We were planning on ordering these sequences as Gblocks and simultaneously cloning them into both the submission vector and the expression vector pNIC-bsa28 in frame with a T7 promoter. Then we can over-express these fusion proteins in BL21 (DE3) cells and purify them using a nickel affinity resin column.

After expression and purification, the enzymes constructs will be characterised via Michaelis-Menten kinetics using the Promega ADP-Glo TM Kinase Assay, a well-plate based assay that is suitable for ‘virtually any kinase’. Technical support from Promega confirmed that the kit should work on a polyphosphate kinase. The readout for the test is based on luciferase. We managed to secure a sponsorship of 400 assays kit from Promega.

Kinetics data generated from these assays will allow us to assess any impact the localisation tag or mCherry tag has on enzyme activity. Results from this will aid how we build the construct to target the enzyme into the BMC at a later stage.

Experimental Plan

1. Design and order the following constructs with EcoRI, XbaI prefix, SpeI, PstI and XhoI suffix (XhoI will be used to go into pNIC28).

a. (N)tag_mCherry_PPK_His6

b. (N)tag_PPK_mCherry_His6

c. PPK_His6

2. Resuspend powder gBlocks (1000 ng) in 20 uL EB buffer (miniprep kit).

Clone PPK gblocks into pNIC28 (PPKs in pNIC28) and pSB1C3 (PPKs in pSB1C3)

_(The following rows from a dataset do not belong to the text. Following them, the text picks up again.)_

//! Cross-cutting property tests for the effect units.

use hoopipi_dsp::{NoiseGate, Reverb, ThreeBandEq};
use proptest::prelude::*;

proptest! {
    #[test]
    fn gate_output_never_exceeds_input_magnitude(threshold_db in -60.0f32..=0.0, sample in -1.0f32..=1.0) {
        let mut gate = NoiseGate::new(48000.0);
        gate.set_enabled(true);
        gate.set_threshold_db(threshold_db);
        let mut buf = [sample];
        gate.process(&mut buf);
        prop_assert!(buf[0].abs() <= sample.abs() + 1e-6);
    }

    #[test]
    fn eq_gains_stay_within_clamped_range(bass in -100.0f32..=100.0, mid in -100.0f32..=100.0, treble in -100.0f32..=100.0) {
        let mut eq = ThreeBandEq::new(48000.0);
        eq.set_bass_db(bass);
        eq.set_mid_db(mid);
        eq.set_treble_db(treble);
        prop_assert!((-20.0..=20.0).contains(&eq.bass_db()));
        prop_assert!((-20.0..=20.0).contains(&eq.mid_db()));
        prop_assert!((-20.0..=20.0).contains(&eq.treble_db()));
    }

    #[test]
    fn eq_processing_stays_finite(bass in -20.0f32..=20.0, mid in -20.0f32..=20.0, treble in -20.0f32..=20.0, sample in -1.0f32..=1.0) {
        let mut eq = ThreeBandEq::new(48000.0);
        eq.set_enabled(true);
        eq.set_bass_db(bass);
        eq.set_mid_db(mid);
        eq.set_treble_db(treble);
        let mut buf = [sample; 64];
        eq.process(&mut buf);
        for s in buf {
            prop_assert!(s.is_finite());
        }
    }

    #[test]
    fn reverb_processing_stays_finite(room in 0.0f32..=1.0, rt60 in 0.1f32..=10.0, sample in -1.0f32..=1.0) {
        let mut reverb = Reverb::new(48000.0);
        reverb.set_enabled(true);
        reverb.set_room_size(room);
        reverb.set_rt60(rt60);
        let mut l = [sample; 256];
        let mut r = [sample; 256];
        reverb.process(&mut l, &mut r);
        for s in l.iter().chain(r.iter()) {
            prop_assert!(s.is_finite());
        }
    }
}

3. Restriction digest pSB1C3 with EcoRI and PstI, pNIC28 with XbaI and XhoI and the PPK constructs (some for pSB1C3, some for pNIC28).

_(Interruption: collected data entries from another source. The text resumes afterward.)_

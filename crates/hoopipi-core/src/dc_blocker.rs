//! DC blocking filter for removing DC offset from audio signals.
//!
//! Uses a first-order highpass filter (Julius O. Smith's DC blocker).
//! Transfer function: H(z) = (1 - z^-1) / (1 - R*z^-1)
//!
//! where R is a coefficient close to 1.0 that controls the cutoff frequency.
//! The default cutoff is 10 Hz.
//!
//! Reference: Julius O. Smith, "Introduction to Digital Filters with Audio
//! Applications", Chapter on DC Blocker.

use core::f32::consts::PI;

/// DC blocking filter using a first-order highpass.
///
/// Removes DC offset from audio signals while preserving all audible content.
/// The cutoff frequency is typically below 10 Hz, well below the audible range.
///
/// ## Parameters
/// - `coeff`: R coefficient controlling cutoff (~0.9987 for 10 Hz at 48 kHz)
///
/// ## Transfer Function
///
/// ```text
/// H(z) = (1 - z^-1) / (1 - R * z^-1)
/// ```
///
/// The -3 dB cutoff frequency is: f_c = (1 - R) / (2 * pi) * f_s
///
/// ## Example
///
/// ```rust
/// use hoopipi_core::DcBlocker;
///
/// let mut blocker = DcBlocker::new(48000.0);
///
/// // Process a signal with DC offset
/// let input = 0.5 + 0.1; // 0.1 DC offset
/// let output = blocker.process(input);
/// ```
///
/// Reference: Julius O. Smith, "Introduction to Digital Filters"
pub struct DcBlocker {
    /// R coefficient (pole position, controls cutoff frequency)
    coeff: f32,
    /// Previous input sample x[n-1]
    x_prev: f32,
    /// Previous output sample y[n-1]
    y_prev: f32,
}

impl DcBlocker {
    /// Default cutoff frequency target in Hz.
    const DEFAULT_CUTOFF_HZ: f32 = 10.0;

    /// Create a new DC blocker for the given sample rate.
    ///
    /// The cutoff frequency defaults to 10 Hz, which is well below the
    /// audible range but effectively removes DC offset.
    ///
    /// # Arguments
    /// * `sample_rate` - Sample rate in Hz
    pub fn new(sample_rate: f32) -> Self {
        let coeff = Self::calculate_coeff(Self::DEFAULT_CUTOFF_HZ, sample_rate);
        Self {
            coeff,
            x_prev: 0.0,
            y_prev: 0.0,
        }
    }

    /// Create a new DC blocker with a specific R coefficient.
    ///
    /// # Arguments
    /// * `coeff` - R coefficient (typically 0.99 to 0.999). Higher values
    ///   give a lower cutoff frequency. Values are clamped to [0.9, 0.9999].
    pub fn with_coeff(coeff: f32) -> Self {
        Self {
            coeff: coeff.clamp(0.9, 0.9999),
            x_prev: 0.0,
            y_prev: 0.0,
        }
    }

    /// Process a single sample through the DC blocker.
    ///
    /// Implements: y[n] = x[n] - x[n-1] + R * y[n-1]
    ///
    /// # Arguments
    /// * `input` - Input sample
    ///
    /// # Returns
    /// Filtered output with DC removed
    #[inline]
    pub fn process(&mut self, input: f32) -> f32 {
        let output = input - self.x_prev + self.coeff * self.y_prev;
        self.x_prev = input;
        self.y_prev = output;
        output
    }

    /// Reset the filter state to zero.
    pub fn reset(&mut self) {
        self.x_prev = 0.0;
        self.y_prev = 0.0;
    }

    /// Update the sample rate, recalculating the R coefficient to maintain
    /// the same cutoff frequency (10 Hz).
    ///
    /// # Arguments
    /// * `sample_rate` - New sample rate in Hz
    pub fn set_sample_rate(&mut self, sample_rate: f32) {
        self.coeff = Self::calculate_coeff(Self::DEFAULT_CUTOFF_HZ, sample_rate);
    }

    /// Get the current R coefficient.
    pub fn coeff(&self) -> f32 {
        self.coeff
    }

    /// Calculate the R coefficient for a desired cutoff frequency.
    ///
    /// Formula: R = 1 - 2*pi*fc/fs
    ///
    /// # Arguments
    /// * `cutoff_hz` - Desired cutoff frequency in Hz
    /// * `sample_rate` - Sample rate in Hz
    fn calculate_coeff(cutoff_hz: f32, sample_rate: f32) -> f32 {
        let r = 1.0 - (2.0 * PI * cutoff_hz / sample_rate);
        r.clamp(0.9, 0.9999)
    }
}

#[cfg(test)]
mod tests {
    use super::*;

    #[test]
    fn test_dc_blocker_removes_dc() {
        let mut blocker = DcBlocker::new(48000.0);

        // Process a constant DC signal for long enough to settle
        let mut output = 0.0;
        for _ in 0..48000 {
            output = blocker.process(1.0);
        }

        // DC component should be largely removed
        assert!(
            output.abs() < 0.01,
            "DC should be removed, got {}",
            output
        );
    }

    #[test]
    fn test_dc_blocker_passes_ac() {
        let mut blocker = DcBlocker::new(48000.0);
        let freq = 1000.0; // 1 kHz test tone
        let sample_rate = 48000.0;

        // Let the filter settle with the tone
        for i in 0..48000 {
            let t = i as f32 / sample_rate;
            let input = libm::sinf(2.0 * PI * freq * t);
            blocker.process(input);
        }

        // Measure output amplitude over one cycle
        let mut max_output = 0.0f32;
        for i in 0..48 {
            let t = (48000 + i) as f32 / sample_rate;
            let input = libm::sinf(2.0 * PI * freq * t);
            let output = blocker.process(input);
            max_output = max_output.max(output.abs());
        }

        // AC signal should pass through with near-unity gain
        assert!(
            max_output > 0.95,
            "1 kHz should pass through, max output was {}",
            max_output
        );
    }

    #[test]
    fn test_dc_blocker_reset() {
        let mut blocker = DcBlocker::new(48000.0);

        // Process some signal
        for _ in 0..1000 {
            blocker.process(1.0);
        }

        blocker.reset();

        assert_eq!(blocker.x_prev, 0.0);
        assert_eq!(blocker.y_prev, 0.0);
    }

    #[test]
    fn test_dc_blocker_with_coeff() {
        let blocker = DcBlocker::with_coeff(0.995);
        assert!((blocker.coeff() - 0.995).abs() < 1e-6);
    }

    #[test]
    fn test_dc_blocker_coeff_clamping() {
        let blocker = DcBlocker::with_coeff(0.5);
        assert!((blocker.coeff() - 0.9).abs() < 1e-6);

        let blocker = DcBlocker::with_coeff(1.0);
        assert!((blocker.coeff() - 0.9999).abs() < 1e-6);
    }

    #[test]
    fn test_dc_blocker_finite_output() {
        let mut blocker = DcBlocker::new(48000.0);

        for i in 0..10000 {
            let input = if i % 2 == 0 { 1.0 } else { -1.0 };
            let output = blocker.process(input);
            assert!(output.is_finite(), "Output must be finite");
        }
    }
}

4. Perform ligation reaction 3 : 1 (~50ng vector).

5. Transform into DH5a cells.

6. Overnight cultures.

7. Miniprep plasmid.

8. Restriction digest some of the ligated plasmid and run agarose gel to confirm insert (Table 1).

9. Send all constructs for sequencing. (Sequencing primers)

10. Submit pSB1C3 constructs as new BioBricks.

11. Transform pNIC28 constructs into BL21(DE3) cells for expression.

12. Colony PCR and agarose gel - to confirm ligated plasmid is present.

13. Grow each of the confirmed transformants in TB.

14. Purify protein using nickel resin.

15. Measure specific activity of enzyme using ADPGlo Kinase Assay kit.

16. Determine kinetics with respect to PO4^-.

17. Upload characterization data for submitted parts.

18. Attempt to model phosphate accumulation in E coli using PPK data.

Eut microcompartment

Basic aim: Form a Eut BMC

Bigger aim: Optimise BMC formation

Introduction/background

We initially considered using a Pdu microcompartment to package our enzyme, as it is well characterised in literature. However, after consulting our supervisors and PIs, we have decided to use Eut microcompartments for our experiments. This particular microcompartment functions as a site where ethanolamine is cleaved into ammonia and acetaldehyde in bacteria such as Citrobacter and Salmonella. This is achieved through the action of ethanolamine-ammonia lyase, which is localised inside the microcompartment.

Localisation of proteins like the aforementioned enzyme requires the presence of a Eut signal sequence/ tags - a short sequence of 18-20 amino acids that is located at the N-terminal of the protein of interest. From literature and through consultation, we have found that EutC1-19, EutD1-20, and EutE1-20 seem to be the most well characterised of these sequences. Additionally, due to the relatedness of Eut and Pdu, Pdu signal sequences PduD1-20 and PduP1-18 have also been found to be able to localize proteins inside Eut microcompartments.

We want to build the following circuits to express the Eut proteins S, M, N, L, K under the control of inducible promoters. The operon has been split into 3 sections: each part has been designed and is ready to order as gBLocks (Table 2).